Population (2018-01-01)
- • Total: 1,941
- • Density: 50.38/km^{2} (130.5/sq mi)
- Time zone: UTC+1 (CET)
- • Summer (DST): UTC+2 (CEST)
- Postal code: 4274
- Area code: 07261
- Vehicle registration: FR
- Website: www.schoenau-im.at

= Schönau im Mühlkreis =

Schönau im Mühlkreis is a municipality in the district of Freistadt in Upper Austria, Austria. As of January 2013, the village has 1899 inhabitants.

== Geography ==
Schönau im Mühlkreis lies at 635 m above sea level in the Mühlviertel area of Upper Austria. The community runs 9.7 km from north to south, and 8.5 km from east to west, encompassing a total area of 38.6 km². Forests cover 17.4% of the community, while 19.7% of it is used for agriculture. Schönau is a relatively large community, area-wise, and is bordered in the north by the river Waldaist, and in the south by the lesser river Naarn.

=== Districts ===
| * Fürling * Hinterhütten * Hofing * Kaining | * Kollnedt * Niederndorf * Oberndorf * Pehersdorf | * Prandegg * Schönau im Mühlkreis * Straß * Unterniederndorf | * Wolfgrub |

== History ==
Schönau was founded by the House von Perg und Machland, and is first found in written records from around 1230. The parish church, whose patron saint is James, son of Zebedee (James the Elder), is likewise first mentioned in historical records from 1230. During the Middle Ages, the town was a stopping point for pilgrims from Poland following the Way of St. James, on their way to Santiago de Compostela in Spain.

The Thirty Years' War and the Second Turkish Siege of Vienna both spared Schönau, which remained relatively untouched. In 1536 the Protestant Hilleprant Jörger bought the Prandegg Castle from Regensburg. The Jörger family made Schönau a base for the new religion, but with the Counter-Reformation of the mid-1500s, Schönau became a majority Catholic community once again. From 1660 to 1730, the town was the site of several witch trials. Until 1848 the community was part of other surrounding entities, including the domaines of Prandegg, Zellhof Castle, Schwertberg and Ruttenstein.

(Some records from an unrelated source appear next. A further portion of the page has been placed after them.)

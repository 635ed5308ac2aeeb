use serde::Deserialize;

use super::{HostResult, NodeId, OverlayHost, OverlayLayout, OverlayNodes};
use crate::annotation::{AnnotationFields, AnnotationType, Priority};
use crate::editor::{CanvasCursor, StyleChange, ToolKind};

const TITLE_COLUMNS: usize = 36;
const MAX_TITLE_ROWS: usize = 6;

#[derive(Debug, Clone, Copy, PartialEq, Eq, Deserialize)]
#[serde(rename_all = "snake_case")]
pub enum FormField {
    Title,
    Description,
}

/// Input from the overlay's own controls: tool palette, style controls,
/// metadata form and footer actions.
#[derive(Debug, Clone, PartialEq, Eq, Deserialize)]
#[serde(tag = "action", rename_all = "snake_case")]
pub enum UiEvent {
    SelectTool { tool: ToolKind },
    ChangeStyle { change: StyleChange },
    EditTitle { value: String },
    EditDescription { value: String },
    SetType { kind: AnnotationType },
    SetPriority { priority: Priority },
    Focus { field: FormField },
    Blur,
    Undo,
    Delete,
    Save,
    Cancel,
}

/// What the host needs to paint the tool palette and footer.
#[derive(Debug, Clone, Copy, PartialEq, Eq)]
pub struct ControlsView {
    pub active_tool: ToolKind,
    pub cursor: CanvasCursor,
    pub delete_enabled: bool,
    pub save_enabled: bool,
}

/// Chrome state around the canvas. Holds no editing logic; the controller
/// routes drawing input to the engine and form input here.
#[derive(Debug, Default)]
pub struct OverlayShell {
    layout: Option<OverlayLayout>,
    form: AnnotationFields,
    focused: Option<FormField>,
    title_rows: usize,
    scroll_suspended: bool,
    rendered: Option<ControlsView>,
}

impl OverlayShell {
    pub fn new() -> Self {
        Self::default()
    }

    /// Suspends page scroll and builds the overlay. Scroll is restored if
    /// the host cannot mount it.
    pub fn mount(
        &mut self,
        host: &mut dyn OverlayHost,
        layout: OverlayLayout,
    ) -> HostResult<OverlayNodes> {
        host.set_page_scroll_suspended(true);
        self.scroll_suspended = true;
        let nodes = match host.mount_overlay(&layout) {
            Ok(nodes) => nodes,
            Err(err) => {
                self.restore_scroll(host);
                return Err(err);
            }
        };
        self.layout = Some(layout);
        self.title_rows = 1;
        host.set_title_rows(self.title_rows);
        Ok(nodes)
    }

    /// Removes the overlay subtree and forgets form and focus state. Page
    /// scroll stays suspended until `restore_scroll`.
    pub fn unmount(&mut self, host: &mut dyn OverlayHost, root: NodeId) {
        host.remove_overlay(root);
        let scroll_suspended = self.scroll_suspended;
        *self = Self {
            scroll_suspended,
            ..Self::default()
        };
    }

    pub fn restore_scroll(&mut self, host: &mut dyn OverlayHost) {
        if self.scroll_suspended {
            host.set_page_scroll_suspended(false);
            self.scroll_suspended = false;
        }
    }

    pub fn layout(&self) -> Option<&OverlayLayout> {
        self.layout.as_ref()
    }

    pub fn form(&self) -> &AnnotationFields {
        &self.form
    }

    pub fn text_field_focused(&self) -> bool {
        self.focused.is_some()
    }

    pub fn title_rows(&self) -> usize {
        self.title_rows
    }

    /// Applies form and focus events. Returns the event back when it is
    /// meant for the editor or the controller.
    pub fn apply_form_event(
        &mut self,
        host: &mut dyn OverlayHost,
        event: UiEvent,
    ) -> Option<UiEvent> {
        match event {
            UiEvent::EditTitle { value } => {
                self.form.title = value;
                self.grow_title(host);
            }
            UiEvent::EditDescription { value } => self.form.description = value,
            UiEvent::SetType { kind } => self.form.kind = kind,
            UiEvent::SetPriority { priority } => self.form.priority = priority,
            UiEvent::Focus { field } => self.focused = Some(field),
            UiEvent::Blur => self.focused = None,
            other => return Some(other),
        }
        None
    }

    fn grow_title(&mut self, host: &mut dyn OverlayHost) {
        let rows = title_rows_for(&self.form.title);
        if rows != self.title_rows {
            self.title_rows = rows;
            host.set_title_rows(rows);
        }
    }

    /// Repaints controls only when something visible changed.
    pub fn render_controls(&mut self, host: &mut dyn OverlayHost, view: ControlsView) {
        if self.rendered == Some(view) {
            return;
        }
        host.render_controls(&view);
        self.rendered = Some(view);
    }

    pub fn rendered_controls(&self) -> Option<ControlsView> {
        self.rendered
    }
}

/// Rows the title textarea needs to show `title` without scrolling.
pub fn title_rows_for(title: &str) -> usize {
    let rows: usize = title
        .split('\n')
        .map(|line| line.chars().count().div_ceil(TITLE_COLUMNS).max(1))
        .sum();
    rows.clamp(1, MAX_TITLE_ROWS)
}

#[cfg(test)]
mod tests {
    use super::*;
    use crate::editor::{fit_canvas, CanvasChrome, ImageBounds, Viewport};
    use crate::overlay::{layout_overlay, HeadlessHost};

    fn layout() -> OverlayLayout {
        let viewport = Viewport::new(1600, 900);
        let chrome = CanvasChrome::default();
        layout_overlay(
            viewport,
            chrome,
            fit_canvas(ImageBounds::new(800, 600), viewport, chrome)
                .expect("canvas should fit"),
        )
    }

    #[test]
    fn mount_suspends_scroll_until_restored() {
        let mut host = HeadlessHost::new(Viewport::new(1600, 900));
        let mut shell = OverlayShell::new();
        let nodes = shell.mount(&mut host, layout()).expect("overlay should mount");
        assert!(host.scroll_suspended());
        assert_eq!(host.mounted_root(), Some(nodes.root));

        shell.unmount(&mut host, nodes.root);
        assert_eq!(host.mounted_root(), None);
        assert!(host.scroll_suspended());
        shell.restore_scroll(&mut host);
        assert!(!host.scroll_suspended());
        shell.restore_scroll(&mut host);
        assert!(!host.scroll_suspended());
    }

    #[test]
    fn failed_mount_restores_scroll() {
        let mut host = HeadlessHost::new(Viewport::new(1600, 900));
        host.fail_next_mount("detached document");
        let mut shell = OverlayShell::new();
        assert!(shell.mount(&mut host, layout()).is_err());
        assert!(!host.scroll_suspended());
    }

    #[test]
    fn form_events_are_consumed_and_others_passed_through() {
        let mut host = HeadlessHost::new(Viewport::new(1600, 900));
        let mut shell = OverlayShell::new();
        let events = [
            UiEvent::EditTitle {
                value: "Header misaligned".to_string(),
            },
            UiEvent::EditDescription {
                value: "Logo overlaps nav".to_string(),
            },
            UiEvent::SetType {
                kind: AnnotationType::Improvement,
            },
            UiEvent::SetPriority {
                priority: Priority::Critical,
            },
        ];
        for event in events {
            assert_eq!(shell.apply_form_event(&mut host, event), None);
        }
        assert_eq!(shell.form().title, "Header misaligned");
        assert_eq!(shell.form().kind, AnnotationType::Improvement);
        assert_eq!(shell.form().priority, Priority::Critical);

        assert_eq!(
            shell.apply_form_event(&mut host, UiEvent::Save),
            Some(UiEvent::Save)
        );
    }

    #[test]
    fn focus_tracking_follows_focus_and_blur() {
        let mut host = HeadlessHost::new(Viewport::new(1600, 900));
        let mut shell = OverlayShell::new();
        shell.apply_form_event(
            &mut host,
            UiEvent::Focus {
                field: FormField::Description,
            },
        );
        assert!(shell.text_field_focused());
        shell.apply_form_event(&mut host, UiEvent::Blur);
        assert!(!shell.text_field_focused());
    }

    #[test]
    fn title_grows_with_content_and_caps() {
        assert_eq!(title_rows_for(""), 1);
        assert_eq!(title_rows_for(&"x".repeat(36)), 1);
        assert_eq!(title_rows_for(&"x".repeat(37)), 2);
        assert_eq!(title_rows_for("one\ntwo\n"), 3);
        assert_eq!(title_rows_for(&"x".repeat(1000)), MAX_TITLE_ROWS);

        let mut host = HeadlessHost::new(Viewport::new(1600, 900));
        let mut shell = OverlayShell::new();
        shell.mount(&mut host, layout()).expect("overlay should mount");
        shell.apply_form_event(
            &mut host,
            UiEvent::EditTitle {
                value: "x".repeat(80),
            },
        );
        assert_eq!(shell.title_rows(), 3);
        assert_eq!(host.title_rows(), 3);
    }

    #[test]
    fn ui_events_parse_from_json() {
        let event: UiEvent = serde_json::from_str(r#"{"action":"select_tool","tool":"ellipse"}"#)
            .expect("tool event should parse");
        assert_eq!(
            event,
            UiEvent::SelectTool {
                tool: ToolKind::Ellipse
            }
        );
        let event: UiEvent = serde_json::from_str(
            r##"{"action":"change_style","change":{"control":"color","value":"#00ff00"}}"##,
        )
        .expect("style event should parse");
        assert!(matches!(
            event,
            UiEvent::ChangeStyle {
                change: StyleChange::Color(_)
            }
        ));
        let event: UiEvent =
            serde_json::from_str(r#"{"action":"save"}"#).expect("save event should parse");
        assert_eq!(event, UiEvent::Save);
    }

    #[test]
    fn controls_render_only_on_change() {
        let mut host = HeadlessHost::new(Viewport::new(1600, 900));
        let mut shell = OverlayShell::new();
        let view = ControlsView {
            active_tool: ToolKind::Arrow,
            cursor: CanvasCursor::Crosshair,
            delete_enabled: false,
            save_enabled: true,
        };
        shell.render_controls(&mut host, view);
        shell.render_controls(&mut host, view);
        assert_eq!(host.controls_renders(), 1);
        shell.render_controls(
            &mut host,
            ControlsView {
                delete_enabled: true,
                ..view
            },
        );
        assert_eq!(host.controls_renders(), 2);
        assert_eq!(host.controls().map(|view| view.delete_enabled), Some(true));
    }
}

Following administrative changes in 1848, Schönau became its own self-governing community. Since 1918 the village has belonged to the nation of Austria. The village released its own emergency currency in 1920, to help lessen the economic hardship of the area, following the end of World War I.

The day after the Anschluss on March 12, 1938 (in which Germany annexed Austria into the German Reich), Schönau was incorporated into the Reichsgau Oberdonau (Gau Oberdonau). Following the end of World War II in 1945, the town lay in the Soviet Occupation zone. Until the end of 2002, the town belonged to the judicial district of Unterweißenbach, but beginning 1 January 2003, it now lies within the judicial district of Pregarten.

== Population ==
Population
| Year | Inhabitants | | Year | Inhabitants |
| 1869 | 1,667 | | 1951 | 1,589 |
| 1880 | 1,700 | | 1961 | 1,629 |
| 1890 | 1,683 | | 1971 | 1,708 |
| 1900 | 1,703 | | 1981 | 1,736 |
| 1910 | 1,700 | | 1991 | 1,823 |
| 1923 | 1,770 | | 2001 | 1,818 |
| 1934 | 1,800 | | 2008 | 1,885 |
| 1939 | 1,677 | | | |

=== Development and structure ===
By 1869, 1667 people lived in the village. Until 1971 the population fluctuated roughly around this point, and did not change much. In 1991 the community contained 1823 residents, though according to the 2001 census, only 1818 people were located within the village, representing a 0.3% decrease. On 1 January 2008 the community contained 1885 residents, which was the highest number of residents in the history of the town. The population also experienced a positive change following the building of new construction. Through the continual improvement of the roads, Schönau has become more and more easily reached by Linz: it is now possible to reach the northern entrance of the city in half an hour.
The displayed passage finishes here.